2 - Next, physical controls can be implemented as they are generally the least invasive and with the lowest risk:
Aeration and mixing: Providing oxygen and mixing the water column can help increase oxygen levels and disrupt the growth of algae. Though traditional aeration systems help with mixing, nanobubble technology is superior at adding oxygen to water, preventing the formation of stagnant, low-oxygen zones. Nanobubbles also oxygenate the entire water column and penetrate the sediment layer, supporting healthy muck digestion.
3 - Biological means of control, such as predators can be used next:
Biological control: Introducing natural predators or competitors of algae, such as certain types of fish or beneficial bacteria, can help limit their growth and control their spread.
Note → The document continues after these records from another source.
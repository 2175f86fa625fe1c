//! Output builtins: print, println in the core table, input in the `io`
//! stdlib group.
//!
//! `print` and `println` return a PrintEffect marker; the evaluator emits
//! it exactly once, at the point the call is evaluated.

use std::io::BufRead;

use super::{BuiltinFunc, Registry, TypeSpec};
use crate::error::NumFuError;
use crate::interpreter::Interpreter;
use crate::value::{PrintEffect, Value};

fn print(_interp: &mut Interpreter, args: &[Value]) -> Result<Value, NumFuError> {
    Ok(Value::PrintEffect(Box::new(PrintEffect {
        value: args[0].clone(),
        end: String::new(),
        printed: false,
    })))
}

fn println(_interp: &mut Interpreter, args: &[Value]) -> Result<Value, NumFuError> {
    Ok(Value::PrintEffect(Box::new(PrintEffect {
        value: args[0].clone(),
        end: "\n".to_string(),
        printed: false,
    })))
}

/// Synchronously read one line from standard input.
fn input(_interp: &mut Interpreter, _args: &[Value]) -> Result<Value, NumFuError> {
    let mut line = String::new();
    let stdin = std::io::stdin();
    let _ = stdin.lock().read_line(&mut line);
    while line.ends_with('\n') || line.ends_with('\r') {
        line.pop();
    }
    Ok(Value::Str(line))
}

pub fn register(reg: &mut Registry) {
    reg.core(BuiltinFunc::new("print").add(vec![TypeSpec::Any], print));
    reg.core(BuiltinFunc::new("println").add(vec![TypeSpec::Any], println));
    reg.group("io", BuiltinFunc::new("input").add(vec![], input));
}
// ABOUTME: Environment maps for variable bindings with copy-on-write extension

use std::collections::HashMap;
use std::rc::Rc;

use crate::value::Value;

/// Name-to-value bindings. The map is shared behind an `Rc` and never
/// mutated in place: extending an environment clones the map, so closures
/// keep seeing exactly the bindings present at capture time.
#[derive(Debug, Clone, Default)]
pub struct Env {
    bindings: Rc<HashMap<String, Value>>,
}

impl Env {
    pub fn new() -> Self {
        Env::default()
    }

    pub fn get(&self, name: &str) -> Option<Value> {
        self.bindings.get(name).cloned()
    }

    pub fn contains(&self, name: &str) -> bool {
        self.bindings.contains_key(name)
    }

    /// A new environment with one extra binding.
    pub fn with(&self, name: impl Into<String>, value: Value) -> Env {
        let mut map = (*self.bindings).clone();
        map.insert(name.into(), value);
        Env {
            bindings: Rc::new(map),
        }
    }

    /// A new environment with a batch of extra bindings.
    pub fn with_many<I>(&self, bindings: I) -> Env
    where
        I: IntoIterator<Item = (String, Value)>,
    {
        let mut map = (*self.bindings).clone();
        for (name, value) in bindings {
            map.insert(name, value);
        }
        Env {
            bindings: Rc::new(map),
        }
    }

    /// Caller environment overlaid with captured bindings; the captured
    /// side wins for names present in both.
    pub fn merge(&self, captured: &Env) -> Env {
        if captured.bindings.is_empty() {
            return self.clone();
        }
        if self.bindings.is_empty() {
            return captured.clone();
        }
        let mut map = (*self.bindings).clone();
        for (name, value) in captured.bindings.iter() {
            map.insert(name.clone(), value.clone());
        }
        Env {
            bindings: Rc::new(map),
        }
    }
}

#[cfg(test)]
mod tests {
    use super::*;
    use crate::number::Number;

    fn num(v: i64) -> Value {
        Value::Number(Number::from_i64(v))
    }

    #[test]
    fn test_with_and_get() {
        let env = Env::new().with("x", num(42));
        match env.get("x") {
            Some(Value::Number(n)) => assert_eq!(n, Number::from_i64(42)),
            _ => panic!("Expected Number(42)"),
        }
        assert!(env.get("missing").is_none());
    }

    #[test]
    fn test_extension_does_not_disturb_parent() {
        let base = Env::new().with("x", num(1));
        let extended = base.with("x", num(2));

        match base.get("x") {
            Some(Value::Number(n)) => assert_eq!(n, Number::from_i64(1)),
            _ => panic!("Expected Number(1)"),
        }
        match extended.get("x") {
            Some(Value::Number(n)) => assert_eq!(n, Number::from_i64(2)),
            _ => panic!("Expected Number(2)"),
        }
    }

    #[test]
    fn test_merge_captured_wins() {
        let caller = Env::new().with("x", num(1)).with("y", num(2));
        let captured = Env::new().with("x", num(10));
        let merged = caller.merge(&captured);

        match merged.get("x") {
            Some(Value::Number(n)) => assert_eq!(n, Number::from_i64(10)),
            _ => panic!("Expected Number(10)"),
        }
        match merged.get("y") {
            Some(Value::Number(n)) => assert_eq!(n, Number::from_i64(2)),
            _ => panic!("Expected Number(2)"),
        }
    }

    #[test]
    fn test_with_many() {
        let env = Env::new().with_many(vec![("a".to_string(), num(1)), ("b".to_string(), num(2))]);
        assert!(env.contains("a"));
        assert!(env.contains("b"));
    }
}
4 - Lastly, IPM suggests chemical controls as a last resort solution to pest issues. These should be used sparingly as handling and applying chemical pesticides has their own risks:
Algaecide treatment: Chemical treatments can be used to kill or control algal blooms, although care must be taken to avoid negative impacts on other aquatic organisms and to minimize the release of harmful chemicals into the environment.
Reducing summer algal blooms requires a holistic approach that addresses the underlying causes of nutrient enrichment and promotes healthy ecosystem functioning. Combining IPM strategies such as nutrient management, nanobubble generators, aeration and mixing, algaecide treatment, biological control, and watershed management can help promote long-term water quality and reduce the severity of algal blooms.